Re: HTML and XML from Julian Reschke on 2009-02-11 (www-tag@w3.org from February 2009)

From: Julian Reschke <julian.reschke@gmx.de>
Date: Wed, 11 Feb 2009 08:42:05 +0100
To: "Michael(tm) Smith" <mike@w3.org>
CC: "Henry S. Thompson" <ht@inf.ed.ac.uk>, Anne van Kesteren <annevk@opera.com>, David Orchard <orchard@pacificspirit.com>, Henri Sivonen <hsivonen@iki.fi>, www-tag@w3.org
Message-ID: <4992814D.1040903@gmx.de>

Michael(tm) Smith wrote:
> ...
> Regarding the world voting with its feet: As far as the Web goes
> at least, it would seem that it's instead really been a matter of
> the vast majority of content providers voting against XML/XHTML
> completely and voting for HTML instead (by choosing to serve
> non-WF HTML, and by choosing to serve XHTML as text/html so that
> it gets processed by HTML parsers in browsers instead of by XML
> parsers in browsers).
> ...

I think another motivation (and probably the bigger one) is that they 
want their content to be processed by IE.

> ...
> To pick one: A key problem case that's been cited many times is
> the case of making sure that a part your site is not going to
> become completely inaccessible just because one user comes in and
> inserts a comment with some malformed markup instance in it that
> their scrubber was not configured to deal with.
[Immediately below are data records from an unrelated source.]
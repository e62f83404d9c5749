//! Errors of the token endpoint.
//!
//! Codes follow [rfc6749 section 5.2] with the two additions this server
//! needs: `access_denied` for requests the authorization decision turned
//! down and `server_error` for failing collaborators.
//!
//! [rfc6749 section 5.2]: https://tools.ietf.org/html/rfc6749#section-5.2
use std::borrow::Cow;
use std::collections::HashMap;
use std::fmt;
use std::vec;

/// All error codes a token request can be answered with.
#[derive(Clone, Copy, Debug, Eq, PartialEq)]
pub enum ErrorCode {
    /// The request is missing a required parameter, includes an unsupported
    /// parameter value, repeats a parameter or is otherwise malformed.
    InvalidRequest,

    /// Client authentication failed (e.g., unknown client, no client
    /// authentication included, or unsupported authentication method).
    InvalidClient,

    /// The client is not authorized to obtain an access token using this
    /// method, or the referenced grant record could not be attributed to a
    /// usable client.
    UnauthorizedClient,

    /// The provided authorization grant (authorization code, resource owner
    /// credentials) or refresh token is invalid, expired, revoked, does not
    /// match the redirection URI used in the authorization request, or was
    /// issued to another client.
    InvalidGrant,

    /// The authorization grant type is not supported by this server or not
    /// enabled in its configuration.
    UnsupportedGrantType,

    /// The authorization decision turned the request down.
    AccessDenied,

    /// An internal collaborator failed while handling the request.
    ServerError,
}

impl ErrorCode {
    fn description(self) -> &'static str {
        match self {
            ErrorCode::InvalidRequest => "invalid_request",
            ErrorCode::InvalidClient => "invalid_client",
            ErrorCode::UnauthorizedClient => "unauthorized_client",
            ErrorCode::InvalidGrant => "invalid_grant",
            ErrorCode::UnsupportedGrantType => "unsupported_grant_type",
            ErrorCode::AccessDenied => "access_denied",
            ErrorCode::ServerError => "server_error",
        }
    }
}

impl AsRef<str> for ErrorCode {
    fn as_ref(&self) -> &str {
        self.description()
    }
}

impl fmt::Display for ErrorCode {
    fn fmt(&self, f: &mut fmt::Formatter) -> fmt::Result {
        write!(f, "{}", self.as_ref())
    }
}

/// Parameters of an error response to a token request.
///
/// Besides the code and the human readable description surfaced to the
/// client, an internal detail may be retained. It is meant for the server's
/// own logs and never serialized into the response.
#[derive(Clone, Debug)]
pub struct AccessTokenError {
    error: ErrorCode,
    description: Option<Cow<'static, str>>,
    internal: Option<String>,
}

impl AccessTokenError {
    pub(crate) fn new(error: ErrorCode) -> AccessTokenError {
        AccessTokenError {
            error,
            description: None,
            internal: None,
        }
    }

    /// Get the formal kind of error.
    pub fn kind(&self) -> ErrorCode {
        self.error
    }

    /// Set the error type.
    pub fn set_type(&mut self, new_type: ErrorCode) {
        self.error = new_type;
    }

    /// Provide a short text explanation for the error.
    pub fn explain<D: Into<Cow<'static, str>>>(&mut self, description: D) {
        self.description = Some(description.into())
    }

    /// Attach the underlying cause for the server's own logs.
    ///
    /// The detail is deliberately absent from the serialized response.
    pub fn explain_internal<D: Into<String>>(&mut self, cause: D) {
        self.internal = Some(cause.into())
    }

    /// The retained internal detail, if any.
    pub fn internal(&self) -> Option<&str> {
        self.internal.as_deref()
    }

    /// Iterate over the key value pairs that describe this error.
    ///
    /// These pairs form the json body of the error response.
    pub fn iter(&self) -> <&Self as IntoIterator>::IntoIter {
        self.into_iter()
    }
}

impl Default for AccessTokenError {
    /// A generic `invalid_request` without any description.
    fn default() -> Self {
        AccessTokenError::new(ErrorCode::InvalidRequest)
    }
}

/// The error as key-value pairs.
impl IntoIterator for &'_ AccessTokenError {
    type Item = (&'static str, Cow<'static, str>);
    type IntoIter = vec::IntoIter<(&'static str, Cow<'static, str>)>;

    fn into_iter(self) -> Self::IntoIter {
        let mut entries = vec![("error", Cow::Borrowed(self.error.description()))];
        if let Some(description) = &self.description {
            entries.push(("error_description", description.clone()));
        }
        entries.into_iter()
    }
}

/// Outcome of a failed token request.
///
/// The variant decides how the response sink frames the failure, the
/// carried [`AccessTokenError`] what its body says.
///
/// [`AccessTokenError`]: struct.AccessTokenError.html
#[derive(Clone, Debug)]
pub enum Error {
    /// The request was malformed or referenced an invalid grant.
    Invalid(AccessTokenError),

    /// The client did not properly authenticate itself.
    ///
    /// The second member names the authentication scheme the client should
    /// have used, to be announced in a `WWW-Authenticate` header.
    Unauthorized(AccessTokenError, String),

    /// An internal collaborator failed.
    Server(AccessTokenError),
}

impl Error {
    /// Construct an error of the given code with a short description.
    ///
    /// The variant is derived from the code: `invalid_client` asks for
    /// authentication, `server_error` reports an internal failure, all
    /// other codes fault the request.
    pub fn new<D: Into<Cow<'static, str>>>(code: ErrorCode, description: D) -> Error {
        let mut error = AccessTokenError::new(code);
        error.explain(description);

        match code {
            ErrorCode::InvalidClient => Error::Unauthorized(error, "Basic".to_string()),
            ErrorCode::ServerError => Error::Server(error),
            _ => Error::Invalid(error),
        }
    }

    /// Attach the underlying cause for internal logging.
    pub fn with_internal<D: Into<String>>(mut self, cause: D) -> Error {
        self.description().explain_internal(cause);
        self
    }

    /// The formal error code carried by this error.
    pub fn kind(&self) -> ErrorCode {
        self.error().kind()
    }

    /// Get a handle to the description the client will receive.
    pub fn description(&mut self) -> &mut AccessTokenError {
        match self {
            Error::Invalid(description) => description,
            Error::Unauthorized(description, _) => description,
            Error::Server(description) => description,
        }
    }

    /// Inspect the description the client will receive.
    pub fn error(&self) -> &AccessTokenError {
        match self {
            Error::Invalid(description) => description,
            Error::Unauthorized(description, _) => description,
            Error::Server(description) => description,
        }
    }

    /// Convert the error into a json string, viable for being sent over a
    /// network with `application/json` encoding.
    pub fn to_json(&self) -> String {
        let entries = self
            .error()
            .iter()
            .map(|(key, value)| (key, value.into_owned()))
            .collect::<HashMap<_, _>>();
        serde_json::to_string(&entries).unwrap()
    }
}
And if you say
> it's not hard to anticipate the possible errors and catch them...
> well, I'd have to say I know a few very sharp people who have
> found otherwise.
> ...

Yes, a system that emits XML must use the right tools. "Parsing" user 
input with regular expressions etc and then embedding the result 
verbatim into the output is going to break. Don't do it. Use the 
libraries that have been designed for this.

BR, Julian

Received on Wednesday, 11 February 2009 07:42:53 UTC